The recent success of monoclonal antibody checkpoint inhibitor therapies that enhance the ability of CD8+ T cells to detect cancer‐related antigenic peptides has refocused the need to fully understand the repertoire of peptides being presented to the immune system. Whilst the peptide ligandome presented by cell surface human leucocyte antigen class I (HLA‐I) molecules on cancer cells has been studied extensively, the ligandome of extracellular vesicles (EVs) remains poorly defined.
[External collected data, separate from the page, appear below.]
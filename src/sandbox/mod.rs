//! Process sandbox for untrusted backend code.
//!
//! Each backend runs as a single runtime process with coarse permission
//! flags: network access, a three-variable env allow-list, read/write on one
//! storage file, and a heap ceiling. There is no container or namespace
//! boundary.

mod error;
mod launcher;
mod policy;
mod ports;

pub use error::LaunchError;
pub use launcher::{remove_artifact, LaunchRequest, Launcher};

use policy::SandboxPolicy;
use ports::PortAllocator;
//! Ingress proxy from the public app route to a backend's local port.
//!
//! The proxy never waits for a cold start. A request for a stopped backend
//! queues a start and is answered right away with [`Unavailable::Starting`];
//! the client retries.

use bytes::Bytes;
use reqwest::header::{self, HeaderMap, HeaderName, HeaderValue};
use reqwest::{Method, StatusCode};
use std::time::Duration;
use tracing::{debug, error, info};

use crate::manager::{BackendManager, ManagerError};
use crate::store::{AppId, BackendState};

/// Standard hop-by-hop headers that are never forwarded
const HOP_BY_HOP: &[&str] = &[
    "connection",
    "keep-alive",
    "proxy-authenticate",
    "proxy-authorization",
    "te",
    "trailer",
    "transfer-encoding",
    "upgrade",
];

/// Request headers the upstream recomputes or must not see
const DROPPED_REQUEST_HEADERS: &[&str] = &[
    "host",
    "content-length",
    "cache-control",
    "pragma",
    "if-none-match",
    "if-modified-since",
];

/// An inbound request, already split off the public route prefix
#[derive(Debug, Clone)]
pub struct ProxyRequest {
    pub method: Method,
    /// Path below the app's proxy prefix, without a leading slash
    pub path: String,
    pub query: Option<String>,
    pub headers: HeaderMap,
    pub body: Bytes,
}

#[derive(Debug)]
pub struct ProxyResponse {
    pub status: StatusCode,
    pub headers: HeaderMap,
    pub body: Bytes,
}

/// Why a request could not be forwarded
#[derive(Debug, thiserror::Error)]
pub enum Unavailable {
    #[error("App not found: {0}")]
    NotFound(String),

    #[error("App has no backend code.")]
    NoBackend,

    #[error("Backend is starting, retry shortly")]
    Starting,

    #[error("Backend is {0}, retry shortly")]
    Busy(BackendState),

    #[error("Proxy error: {0}")]
    Upstream(String),

    #[error("Backend status unavailable: {0}")]
    Status(String),
}

pub struct IngressProxy {
    manager: BackendManager,
    client: reqwest::Client,
}

impl IngressProxy {
    pub fn new(manager: BackendManager, timeout: Duration) -> Result<Self, reqwest::Error> {
        let client = reqwest::Client::builder()
            .timeout(timeout)
            .redirect(reqwest::redirect::Policy::none())
            .build()?;
        Ok(Self { manager, client })
    }

    /// Forward a request to the app's backend, or explain why not.
    pub async fn handle(
        &self,
        app_id: &AppId,
        request: ProxyRequest,
    ) -> Result<ProxyResponse, Unavailable> {
        let status = match self.manager.get_backend_status(app_id).await {
            Ok(status) => status,
            Err(ManagerError::AppNotFound { app_id: id }) => return Err(Unavailable::NotFound(id)),
            Err(e) => {
                error!(app_id = %app_id, error = %e, "Failed to read backend status");
                return Err(Unavailable::Status(e.to_string()));
            }
        };

        if !status.has_backend {
            return Err(Unavailable::NoBackend);
        }

        match (status.state, status.port) {
            (BackendState::Running, Some(port)) => {
                self.manager.reset_inactivity_timer(app_id);
                self.forward(app_id, port, request).await
            }
            (BackendState::Stopped | BackendState::FailedToStart, _) => {
                info!(
                    app_id = %app_id,
                    state = %status.state,
                    "Backend not running, starting it for an incoming request"
                );
                self.manager.request_start(app_id);
                Err(Unavailable::Starting)
            }
            (state, _) => Err(Unavailable::Busy(state)),
        }
    }

    async fn forward(
        &self,
        app_id: &AppId,
        port: u16,
        request: ProxyRequest,
    ) -> Result<ProxyResponse, Unavailable> {
        let url = target_url(port, &request.path, request.query.as_deref());
        debug!(app_id = %app_id, method = %request.method, url = %url, "Proxying request");

        let response = self
            .client
            .request(request.method, &url)
            .headers(upstream_headers(&request.headers))
            .body(request.body)
            .send()
            .await
            .map_err(|e| {
                error!(app_id = %app_id, url = %url, error = %e, "Proxy request failed");
                Unavailable::Upstream(e.to_string())
            })?;

        let status = response.status();
        let mut headers = response.headers().clone();
        strip_hop_by_hop(&mut headers);
        headers.remove(header::CONTENT_LENGTH);

        let body = response.bytes().await.map_err(|e| {
            error!(app_id = %app_id, url = %url, error = %e, "Failed to read proxied response");
            Unavailable::Upstream(e.to_string())
        })?;

        Ok(ProxyResponse {
            status,
            headers,
            body,
        })
    }
}

pub fn target_url(port: u16, path: &str, query: Option<&str>) -> String {
    let mut url = format!("http://localhost:{port}/{}", path.trim_start_matches('/'));
    if let Some(query) = query.filter(|q| !q.is_empty()) {
        url.push('?');
        url.push_str(query);
    }
    url
}

/// Headers sent upstream: no hop-by-hop headers, no conditional or caching
/// directives, and an explicit `no-cache`.
fn upstream_headers(incoming: &HeaderMap) -> HeaderMap {
    let mut headers = incoming.clone();
    strip_hop_by_hop(&mut headers);
    for name in DROPPED_REQUEST_HEADERS {
        headers.remove(*name);
    }
    headers.insert(header::CACHE_CONTROL, HeaderValue::from_static("no-cache"));
    headers.insert(header::PRAGMA, HeaderValue::from_static("no-cache"));
    headers
}

fn strip_hop_by_hop(headers: &mut HeaderMap) {
    // Headers named in Connection are hop-by-hop too
    let listed: Vec<HeaderName> = headers
        .get_all(header::CONNECTION)
        .iter()
        .filter_map(|value| value.to_str().ok())
        .flat_map(|value| value.split(','))
        .filter_map(|name| HeaderName::from_bytes(name.trim().as_bytes()).ok())
        .collect();

    for name in HOP_BY_HOP {
        headers.remove(*name);
    }
    for name in listed {
        headers.remove(name);
    }
}
//! Permission set and environment for an untrusted backend.

use std::path::Path;

use super::LaunchError;
use crate::config::RuntimeConfig;

pub const ENV_PORT: &str = "PORT";
pub const ENV_NWC_URL: &str = "NWC_URL";
pub const ENV_STORAGE_PATH: &str = "STORAGE_PATH";

/// Variables the untrusted code may read.
const GRANTED_ENV: [&str; 3] = [ENV_PORT, ENV_NWC_URL, ENV_STORAGE_PATH];

/// What a backend is allowed to do: open network sockets, read the three
/// granted variables, touch exactly one storage file, and stay under a heap
/// ceiling.
#[derive(Debug, Clone)]
pub struct SandboxPolicy {
    memory_mb: u64,
    passthrough_env: Vec<String>,
}

impl SandboxPolicy {
    pub fn from_config(runtime: &RuntimeConfig) -> Result<Self, LaunchError> {
        Ok(Self {
            memory_mb: parse_memory_limit(&runtime.memory)?,
            passthrough_env: runtime
                .passthrough_env
                .iter()
                .filter(|name| !GRANTED_ENV.contains(&name.as_str()))
                .cloned()
                .collect(),
        })
    }

    /// Runtime flags placed between the command prefix and the source file.
    pub fn permission_flags(&self, storage_path: &Path) -> Vec<String> {
        let storage = storage_path.display();
        let mb = self.memory_mb;
        vec![
            "--allow-net".to_string(),
            format!("--allow-env={}", GRANTED_ENV.join(",")),
            format!("--allow-read={storage}"),
            format!("--allow-write={storage}"),
            format!("--v8-flags=--max-heap-size={mb},--max-old-space-size={mb}"),
        ]
    }

    /// Complete child environment.
    ///
    /// Pass-through variables come from `lookup` and are only there for the
    /// runtime binary; the granted variables always win.
    pub fn child_env<F>(
        &self,
        port: u16,
        nwc_url: Option<&str>,
        storage_path: &Path,
        lookup: F,
    ) -> Vec<(String, String)>
    where
        F: Fn(&str) -> Option<String>,
    {
        let mut env: Vec<(String, String)> = self
            .passthrough_env
            .iter()
            .filter_map(|name| lookup(name).map(|value| (name.clone(), value)))
            .collect();

        env.push((ENV_PORT.to_string(), port.to_string()));
        if let Some(url) = nwc_url.filter(|url| !url.is_empty()) {
            env.push((ENV_NWC_URL.to_string(), url.to_string()));
        }
        env.push((
            ENV_STORAGE_PATH.to_string(),
            storage_path.display().to_string(),
        ));
        env
    }
}

/// Parse a memory limit like "32m" or "1g" into megabytes
pub fn parse_memory_limit(limit: &str) -> Result<u64, LaunchError> {
    let limit = limit.trim().to_lowercase();
    let invalid = || LaunchError::invalid_runtime(format!("Invalid memory limit: {limit}"));

    let megs = if let Some(num) = limit.strip_suffix('g') {
        num.parse::<u64>()
            .map_err(|_| invalid())?
            .checked_mul(1024)
            .ok_or_else(invalid)?
    } else if let Some(num) = limit.strip_suffix('m') {
        num.parse::<u64>().map_err(|_| invalid())?
    } else {
        limit.parse::<u64>().map_err(|_| invalid())?
    };

    if megs == 0 {
        return Err(invalid());
    }
    Ok(megs)
}

#[cfg(test)]
mod tests {
    use super::*;
    use std::collections::HashMap;
    use std::path::PathBuf;

    fn policy() -> SandboxPolicy {
        SandboxPolicy::from_config(&RuntimeConfig::default()).unwrap()
    }

    #[test]
    fn test_parse_memory_limit() {
        assert_eq!(parse_memory_limit("32m").unwrap(), 32);
        assert_eq!(parse_memory_limit("1G").unwrap(), 1024);
        assert_eq!(parse_memory_limit("64").unwrap(), 64);
        assert!(parse_memory_limit("lots").is_err());
        assert!(parse_memory_limit("0m").is_err());
    }

    #[test]
    fn test_huge_memory_limit_is_rejected() {
        let err = parse_memory_limit(&format!("{}g", u64::MAX)).unwrap_err();
        assert!(err.to_string().contains("Invalid memory limit"));
        assert_eq!(
            parse_memory_limit(&format!("{}g", u64::MAX / 1024)).unwrap(),
            u64::MAX / 1024 * 1024
        );
    }

    #[test]
    fn test_permission_flags() {
        let storage = PathBuf::from("/work/apps/a1/storage.json");
        let flags = policy().permission_flags(&storage);
        assert_eq!(
            flags,
            vec![
                "--allow-net",
                "--allow-env=PORT,NWC_URL,STORAGE_PATH",
                "--allow-read=/work/apps/a1/storage.json",
                "--allow-write=/work/apps/a1/storage.json",
                "--v8-flags=--max-heap-size=32,--max-old-space-size=32",
            ]
        );
    }

    #[test]
    fn test_child_env_only_carries_granted_and_passthrough() {
        let host: HashMap<&str, &str> = [
            ("PATH", "/usr/bin"),
            ("HOME", "/home/svc"),
            ("DATABASE_URL", "postgres://secret"),
        ]
        .into_iter()
        .collect();

        let env = policy().child_env(
            9001,
            Some("nostr+walletconnect://w"),
            Path::new("/s/storage.json"),
            |name| host.get(name).map(ToString::to_string),
        );
        let env: HashMap<_, _> = env.into_iter().collect();

        assert_eq!(env.get("PORT").map(String::as_str), Some("9001"));
        assert_eq!(
            env.get("NWC_URL").map(String::as_str),
            Some("nostr+walletconnect://w")
        );
        assert_eq!(
            env.get("STORAGE_PATH").map(String::as_str),
            Some("/s/storage.json")
        );
        assert_eq!(env.get("PATH").map(String::as_str), Some("/usr/bin"));
        assert!(!env.contains_key("DATABASE_URL"));
        // DENO_DIR is configured but unset on the host
        assert!(!env.contains_key("DENO_DIR"));
    }

    #[test]
    fn test_granted_names_cannot_be_passed_through() {
        let runtime = RuntimeConfig {
            passthrough_env: vec!["PORT".to_string(), "PATH".to_string()],
            ..RuntimeConfig::default()
        };
        let policy = SandboxPolicy::from_config(&runtime).unwrap();
        let env = policy.child_env(9000, None, Path::new("/s"), |_| Some("host".to_string()));

        let ports: Vec<_> = env.iter().filter(|(k, _)| k == "PORT").collect();
        assert_eq!(ports.len(), 1);
        assert_eq!(ports[0].1, "9000");
        assert!(!env.iter().any(|(k, _)| k == "NWC_URL"));
    }
}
Here, we report the HLA‐I ligandome of both the cell surface and EVs from eight breast cancer cell lines (MCF7, MDA‐MB‐231, MDA‐MB‐361, MDA‐MB‐415, MDA‐MB‐453, HCC 1806, HCC 1395, and HCC 1954), and additionally the melanoma cell line ESTDAB‐056 and the multiple myeloma line RPMI 8226. Utilizing HLA‐I immunoisolation and mass spectrometry, we detected a total of 6574 peptides from the cell surface and 2461 peptides from the EVs of the cell lines studied. Within the EV HLA‐I ligandome, we identified 150 peptides derived from tumour associated antigenic proteins, of which 19 peptides have been shown to elicit T‐cell responses in previous studies. Our data thus show the prevalence of clinically relevant tumour‐associated antigenic peptides in the HLA‐I ligandome presented on EV. The HLA‐I peptidomes of both EV and cell were identified from 10 cancer cell lines and 150 peptides derived from tumour‐associated antigens were identified in HLA‐I ligandome of EVs. Our data, show, for the first time the prevalence of clinically relevant tumour‐associated antigenic peptides in the HLA‐I ligandome presented on EV and the potential of EV ligandomes for identification of CD8+ T‐cell epitopes.